Located conveniently close to Interstate 95 and Palm Beach International Airport (PBI), frequent visitors to the area will be quick to realize that West Palm Golf Park is the reimagined West Palm Beach Golf Course, an old 1947 Dick Wilson design.

Without diving much into the history—because really, we are all here for the new Gil Hanse vision—the golf course is municipally run, and in the late 2000s, Mark McCumber renovated the golf course, exposing the sandy terrain and removing many trees. Unfortunately, the mismanagement from the city of West Palm Beach following the renovation forced the course to close in 2018. With local investment and a refocused mission, West Palm Golf Park was born.

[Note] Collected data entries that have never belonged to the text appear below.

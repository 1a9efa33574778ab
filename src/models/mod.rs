pub mod rooms;
pub mod timetable;

pub use rooms::*;
pub use timetable::*;
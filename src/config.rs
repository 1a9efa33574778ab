//! Runtime configuration file support.
//!
//! This module provides utilities for reading the room-search configuration
//! from TOML files. Everything has a sensible default, so deployments
//! without a config file work out of the box.

use serde::{Deserialize, Serialize};
use std::fs;
use std::path::{Path, PathBuf};

/// Error type for configuration loading.
#[derive(Debug, thiserror::Error)]
pub enum ConfigError {
    #[error("Failed to read config file: {0}")]
    Read(#[from] std::io::Error),

    #[error("Failed to parse config file: {0}")]
    Parse(#[from] toml::de::Error),
}

/// Room search configuration from file.
#[derive(Debug, Clone, Default, Serialize, Deserialize)]
pub struct RoomsConfig {
    #[serde(default)]
    pub opening_hours: OpeningHours,
    #[serde(default)]
    pub distances: DistanceSettings,
}

/// Opening-hours policy used by the time preset.
#[derive(Debug, Clone, PartialEq, Eq, Serialize, Deserialize)]
pub struct OpeningHours {
    /// Hour at which the university opens.
    #[serde(default = "default_open_hour")]
    pub open_hour: u32,
    /// Minute within the opening hour the preset jumps to.
    #[serde(default = "default_preset_minute")]
    pub preset_minute: u32,
    /// Last hour of the day a search preset still starts on the same day.
    #[serde(default = "default_close_hour")]
    pub close_hour: u32,
}

/// Distance table settings.
#[derive(Debug, Clone, Default, Serialize, Deserialize)]
pub struct DistanceSettings {
    /// Optional path to an external distance table JSON file. When unset,
    /// the table embedded in the crate is used.
    #[serde(default)]
    pub path: Option<PathBuf>,
}

fn default_open_hour() -> u32 {
    8
}

fn default_preset_minute() -> u32 {
    15
}

fn default_close_hour() -> u32 {
    20
}

impl Default for OpeningHours {
    fn default() -> Self {
        Self {
            open_hour: default_open_hour(),
            preset_minute: default_preset_minute(),
            close_hour: default_close_hour(),
        }
    }
}

impl RoomsConfig {
    /// Load configuration from a TOML file.
    ///
    /// # Arguments
    /// * `path` - Path to the configuration file
    ///
    /// # Returns
    /// * `Ok(RoomsConfig)` if successful
    /// * `Err(ConfigError)` if the file cannot be read or parsed
    pub fn from_file<P: AsRef<Path>>(path: P) -> Result<Self, ConfigError> {
        let content = fs::read_to_string(path.as_ref())?;
        Ok(toml::from_str(&content)?)
    }

    /// Load configuration from the default location.
    ///
    /// Searches for `rooms.toml` in:
    /// 1. Current directory
    /// 2. `config/` directory
    /// 3. Parent directory
    ///
    /// Returns the default configuration when no file is found.
    pub fn from_default_locations() -> Result<Self, ConfigError> {
        let candidates = [
            PathBuf::from("rooms.toml"),
            PathBuf::from("config/rooms.toml"),
            PathBuf::from("../rooms.toml"),
        ];

        for candidate in &candidates {
            if candidate.is_file() {
                return Self::from_file(candidate);
            }
        }

        Ok(Self::default())
    }
}
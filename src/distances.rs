//! Static pairwise room-distance table.
//!
//! Distances between rooms were measured once over the campus floor plans
//! and shipped with the crate as JSON. The table maps uppercase room names
//! to their neighbors' distances; the unit is opaque, only the relative
//! ordering matters for ranking. Floor differences are not modeled.
//!
//! The table is loaded once per process and never mutated.

use anyhow::{Context, Result};
use once_cell::sync::Lazy;
use std::collections::HashMap;
use std::path::Path;

/// Pairwise room distances, keyed by uppercase room name on both levels.
pub type DistanceTable = HashMap<String, HashMap<String, f64>>;

static EMBEDDED_TABLE: &str = include_str!("../data/room-distances.json");

static DISTANCES: Lazy<DistanceTable> = Lazy::new(|| {
    parse_distance_table(EMBEDDED_TABLE).unwrap_or_else(|e| {
        log::error!("Embedded distance table is invalid: {:#}", e);
        DistanceTable::new()
    })
});

static NO_DISTANCES: Lazy<HashMap<String, f64>> = Lazy::new(HashMap::new);

/// Returns the distances from the given room to its neighbors.
///
/// The lookup is case-insensitive in `room`. Empty and unknown rooms
/// yield an empty map, never an error.
pub fn room_distances(room: &str) -> &'static HashMap<String, f64> {
    if room.is_empty() {
        return &NO_DISTANCES;
    }
    DISTANCES
        .get(&room.to_uppercase())
        .unwrap_or(&NO_DISTANCES)
}

/// Parse a distance table from JSON.
pub fn parse_distance_table(json_str: &str) -> Result<DistanceTable> {
    serde_json::from_str(json_str).context("Invalid distance table JSON")
}

/// Load a distance table from an external JSON file, for deployments that
/// override the embedded one (see [`crate::config::DistanceSettings`]).
pub fn load_distance_table<P: AsRef<Path>>(path: P) -> Result<DistanceTable> {
    let content = std::fs::read_to_string(path.as_ref()).with_context(|| {
        format!(
            "Failed to read distance table: {}",
            path.as_ref().display()
        )
    })?;
    parse_distance_table(&content)
}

The new golf course is expansive over rolling terrain, some natural, some man-made from the vision of Gil, Jim, and the shapers that accompanied the project. You wouldn’t really know if you played the previous version, and even then, you would have to look hard. The work is seamlessly tied into the sandy scrub, oak trees and sabal palmetto landscape as if it was sculpted by the same geological events as Seminole, and subsequently, as Tom Coyne wrote in A Course Called America, Pine Valley.

The property itself is not the massive half pipe that Seminole is. Rather, to the east, the property is flatter, gently rolling and subtle. Closer to I-95 and the west, a lower portion provides some elevation change for the middle portion of the back nine to take advantage of. The landscapes are similar, though: sandy scrub defined by local sands blend together with the bunker sand. Two-tone, and unpredictable: you never know what you are going to get, but you should not lose a ball (unless you hit it in the water at Seminole, that threat is not at West Palm).

West Palm Golf Park

In truth, West Palm is not a Seminole knock off, which is a good thing. It is authentically Gil Hanse, with his usually flair for greens, if a bit more restrained and dare I say focussed than the other two projects of his I have played. Sure, flavours of Seminole are here, but so is Alister Mackenzie’s vision Down Under in Melbourne’s sand belt, particularly on the one-shot holes. The 11th will quickly grab people’s attentions, and even though my caddie said the 17th is the “signature” hole, I would beg to differ and expect most of social media’s posting—including our own—to include the back nine’s first one-shot hole. Some might see Valley Club, my caddie seemed to think the 5th at Royal Melbourne. I have never been to both, but they share an architect.

The par 3, 11th

Part of the genius is the routing, which playfully works its way either back in three hole loops, or six holes. The 3rd, 9th, 12th, and 18th come back. Play three? Easy. Not enough time to play eighteen, but want to sneak in a few more after 9? Good thing the golf course returns after 12, and triumphantly, if I do so add myself. A very cool punchbowl iteration on a long par 4. Uphill, and blind coming into the green, it is the golf hole personification of ‘adventure.’ The contours is rather rippled and unpredictable; no guarantees it will funnel in—although there is a high chance—but missing outside the punchbowl is no bueno.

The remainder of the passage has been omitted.